Après son accouchement, Safia est victime d’une cardiomyopathie péripartum, une forme rare d’insuffisance cardiaque.
D’abord mal orientée, elle est finalement prise en charge dans un centre spécialisé. Aujourd’hui stabilisée, elle témoigne pour mieux informer les femmes et lutter contre les inégalités de diagnostic. « Si j’avais su, j’aurais insisté. La parole des femmes doit être entendue. »

Safia, 35 ans

Aide-soignante

Il vit seul, à 30 km du premier hôpital. Son hypertension n’a jamais été bien suivie. Après un petit AVC, il est désormais sous traitement. « Dans mon coin, on voit le médecin quand on peut… » Une infirmière vient désormais chaque semaine, et une télécabine a été installée dans la pharmacie village. « C’est pas comme la ville, mais je me sens entouré. » Marcel milite pour plus de soins de proximité en zones rurales.

Marcel, 79 ans

Agriculteur retraité

Palpitations, vertiges, essouflement… Inès découvre qu’elle souffre d’une malformation cardiaque congénitale passée inaperçue. Une opération de la valve a été nécessaire. « J’ai toujours eu peur des médecins et surtout des chirurgiens, mais ils m’ont sauvé la vie. » Aujourd’hui, elle suit une rééducation douce, pratique le yoga, et rêve de devenir infirmière. « La médecine m’a tendu la main.

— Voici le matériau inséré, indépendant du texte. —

use super::{
    BoxContent, CargoRow, CargoTableSpec, boxed_row, cargo_table, entry_list, signature_band,
    totals_row,
};
use crate::canvas::{Align, PageCanvas, mm};
use crate::elements::TextStyle;
use crate::output::{CargoTotals, RowPlacement};
use freightdoc_format::{checkbox, format_date_only, format_quantity, or_default};
use freightdoc_types::{ExportStamp, Party, Rect, RoadConsignmentNote};

const CARGO_TABLE: CargoTableSpec = CargoTableSpec {
    title: "9-12. MARCHANDISES",
    continued_title: "9-12. MARCHANDISES (SUITE)",
    columns: &[
        ("Nombre et nature des colis", 45.0),
        ("Marques et num\u{e9}ros", 55.0),
        ("Poids brut (kg)", 45.0),
        ("Volume (m\u{b3})", 45.0),
    ],
    description_label: "D\u{e9}signation:",
};

pub(crate) fn lay_out(
    canvas: &mut PageCanvas,
    cmr: &RoadConsignmentNote,
    stamp: &ExportStamp,
) -> (CargoTotals, Vec<RowPlacement>) {
    let number = or_default(&cmr.consignment_number, "DRAFT");
    canvas.set_running_header(format!("CMR {} (suite)", number));

    title_band(canvas, number, stamp);
    parties(canvas, cmr);

    let rows = cmr.cargo_lines.iter().map(|line| CargoRow {
        cells: vec![
            format!("{} {}", line.packages.trim(), line.package_type.code())
                .trim()
                .to_string(),
            line.marks.trim().to_string(),
            line.weight.trim().to_string(),
            line.volume.trim().to_string(),
        ],
        description: line.description.as_str(),
    });
    let placements = cargo_table(canvas, &CARGO_TABLE, rows);

    let totals = CargoTotals::from_lines(&cmr.cargo_lines);
    totals_row(
        canvas,
        "TOTAL",
        &[
            format!("{} colis", format_quantity(totals.packages)),
            format!("{} kg", format_quantity(totals.weight)),
            format!("{} m\u{b3}", format_quantity(totals.volume)),
        ],
        5.0,
    );

    entry_list(canvas, "13-17. INSTRUCTIONS ET FRAIS", &instruction_entries(cmr), 3.0);

    signature_band(
        canvas,
        &format!("\u{c9}tabli \u{e0}: {}", cmr.place_of_signing.trim()),
        &format!("Le: {}", format_date_only(&cmr.date_of_signing)),
        &[
            ("Signature de l'exp\u{e9}diteur", cmr.sender_signature.trim()),
            ("Signature du transporteur", cmr.carrier_signature.trim()),
            ("Signature du destinataire", cmr.consignee_signature.trim()),
        ],
        &[],
    );

    (totals, placements)
}

fn title_band(canvas: &mut PageCanvas, number: &str, stamp: &ExportStamp) {
    let config = canvas.config();
    let left = canvas.content_left();
    let width = canvas.content_width();
    let size = config.title_font_size - 3.0;

    for line in [
        "CMR - CONVENTION RELATIVE AU CONTRAT DE TRANSPORT",
        "INTERNATIONAL DE MARCHANDISES PAR ROUTE",
    ] {
        let rect = Rect::new(left, canvas.cursor_y(), width, size);
        canvas.place_text(rect, line, TextStyle::bold(size), Align::Center);
        canvas.advance(mm(6.0));
    }

    let info = Rect::new(left, canvas.cursor_y(), width, 10.0);
    canvas.place_text(info, &format!("Lettre de voiture N\u{b0} {}", number), TextStyle::regular(10.0), Align::Left);
    canvas.place_text(info, &format!("Date: {}", stamp.issue_date()), TextStyle::regular(10.0), Align::Right);
    canvas.advance(mm(9.0));
}

fn address_lines(party: &Party) -> Vec<String> {
    vec![
        party.name.trim().to_string(),
        party.address.trim().to_string(),
        party.locality(),
    ]
}

fn parties(canvas: &mut PageCanvas, cmr: &RoadConsignmentNote) {
    boxed_row(
        canvas,
        None,
        20.0,
        &[
            BoxContent::new(Some("1. Exp\u{e9}diteur (nom, adresse, pays)"), address_lines(&cmr.sender)),
            BoxContent::new(Some("2. Destinataire (nom, adresse, pays)"), address_lines(&cmr.consignee)),
        ],
        3.0,
    );
    boxed_row(
        canvas,
        None,
        15.0,
        &[
            BoxContent::new(
                Some("3. Lieu et date de prise en charge de la marchandise"),
                vec![
                    format!("Lieu: {}", cmr.place_of_takeover.trim()),
                    format!("Date: {}", format_date_only(&cmr.date_of_takeover)),
                ],
            ),
            BoxContent::new(
                Some("4. Lieu pr\u{e9}vu pour la livraison"),
                vec![cmr.place_of_delivery.trim().to_string()],
            ),
        ],
        3.0,
    );
    boxed_row(
        canvas,
        None,
        24.0,
        &[BoxContent::new(
            Some("5. Transporteur (nom, adresse, pays)"),
            vec![
                format!("Nom: {}", cmr.carrier.name.trim()),
                format!("Adresse: {}", cmr.carrier.address.trim()),
                format!("Pays: {}", cmr.carrier.locality()),
                format!("6. Transporteurs successifs: {}", cmr.successive_carriers.trim()),
            ],
        )],
        3.0,
    );
    boxed_row(
        canvas,
        None,
        15.0,
        &[BoxContent::new(
            Some("8. Immatriculation du v\u{e9}hicule"),
            vec![
                format!("V\u{e9}hicule: {}", cmr.vehicle_registration.trim()),
                format!("Remorque: {}", cmr.trailer_registration.trim()),
            ],
        )],
        5.0,
    );
}

fn push_entry(entries: &mut Vec<String>, label: &str, value: &str) {
    if !value.trim().is_empty() {
        entries.push(format!("{}: {}", label, value.trim()));
    }
}

fn instruction_entries(cmr: &RoadConsignmentNote) -> Vec<String> {
    let mut entries = Vec::new();
    if !cmr.cod_amount.trim().is_empty() {
        let amount = format!("{} {}", cmr.cod_amount.trim(), or_default(&cmr.cod_currency, "EUR"));
        push_entry(&mut entries, "13. Remboursement", &amount);
    }
    push_entry(
        &mut entries,
        "14. R\u{e9}serves et observations du transporteur",
        &cmr.carriers_reservations,
    );
    push_entry(&mut entries, "15. Conventions", &cmr.agreed_upon);
    entries.push(format!(
        "16. A payer par: Exp\u{e9}diteur {}   Destinataire {}",
        checkbox(cmr.paid_by_sender),
        checkbox(cmr.paid_by_consignee)
    ));
    push_entry(&mut entries, "Prix de transport", &cmr.carriage_charges);
    push_entry(&mut entries, "Suppl\u{e9}ments", &cmr.supplements);
    push_entry(&mut entries, "17. Instructions douani\u{e8}res", &cmr.customs_instructions);
    push_entry(&mut entries, "Conventions particuli\u{e8}res", &cmr.special_agreements);
    push_entry(&mut entries, "Documents annex\u{e9}s", &cmr.documents_attached);
    entries
}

Je veux faire pareil. »

Inès, 27 ans

Etudiante

Arrêt cardiaque sur une aire d’autoroute. Grâce à un défibrillateur automatique externe, des passants lui sauvent la vie avant l’arrivée du SAMU. Il a été opéré et vit avec un défibrillateur implanté. « J’ai été chanceux, à quelques minutes près, je n’étais plus là. » Aujourd’hui, il plaide pour plus de DAE accessibles partout et remercie « ces inconnus qui m’ont redonné un demain ».

Alain, 58 ans

Chauffeur poids lourd

Jeanne a une valvulopathie : sa valve aortique était rétrécie. Pendant longtemps, elle croyait que son essoufflement était dû à l’âge. Opérée par TAVI (valve posée par cathéter), elle a retrouvé de l’énergie. « J’ai un cœur tout neuf ! » s’amuse-t-elle. Jeanne rappelle que les femmes aussi doivent consulter et ne pas minimiser les signes.

Jeanne, 72 ans

Retraitée

Toujours connecté, toujours pressé. Thomas jonglait entre voyages, réunions et mails nocturnes. Jusqu’au jour où une douleur thoracique l’a stoppé net. Infarctus. Il découvre qu’il avait une hypertension non diagnostiquée et un LDL cholestérol élevé. « Je me croyais intouchable, trop jeune pour ça. » Hospitalisé, il a bénéficié d’une angioplastie et suit désormais une thérapie pour apprendre à gérer le stress. Il milite pour que le burn-out soit aussi vu comme un risque cardiaque majeur. « Le cœur encaisse, encaisse… puis un jour, il dit stop. » Depuis, Thomas a changé de rythme, et surtout de priorités.

Thomas, 49 ans

Cadre commercial

Ces histoires sont autant de rappels que le cœur n’attend pas.
Prévenir, soigner, écouter : c’est le combat quotidien que nous menons.
Ensemble, pour que chaque battement compte.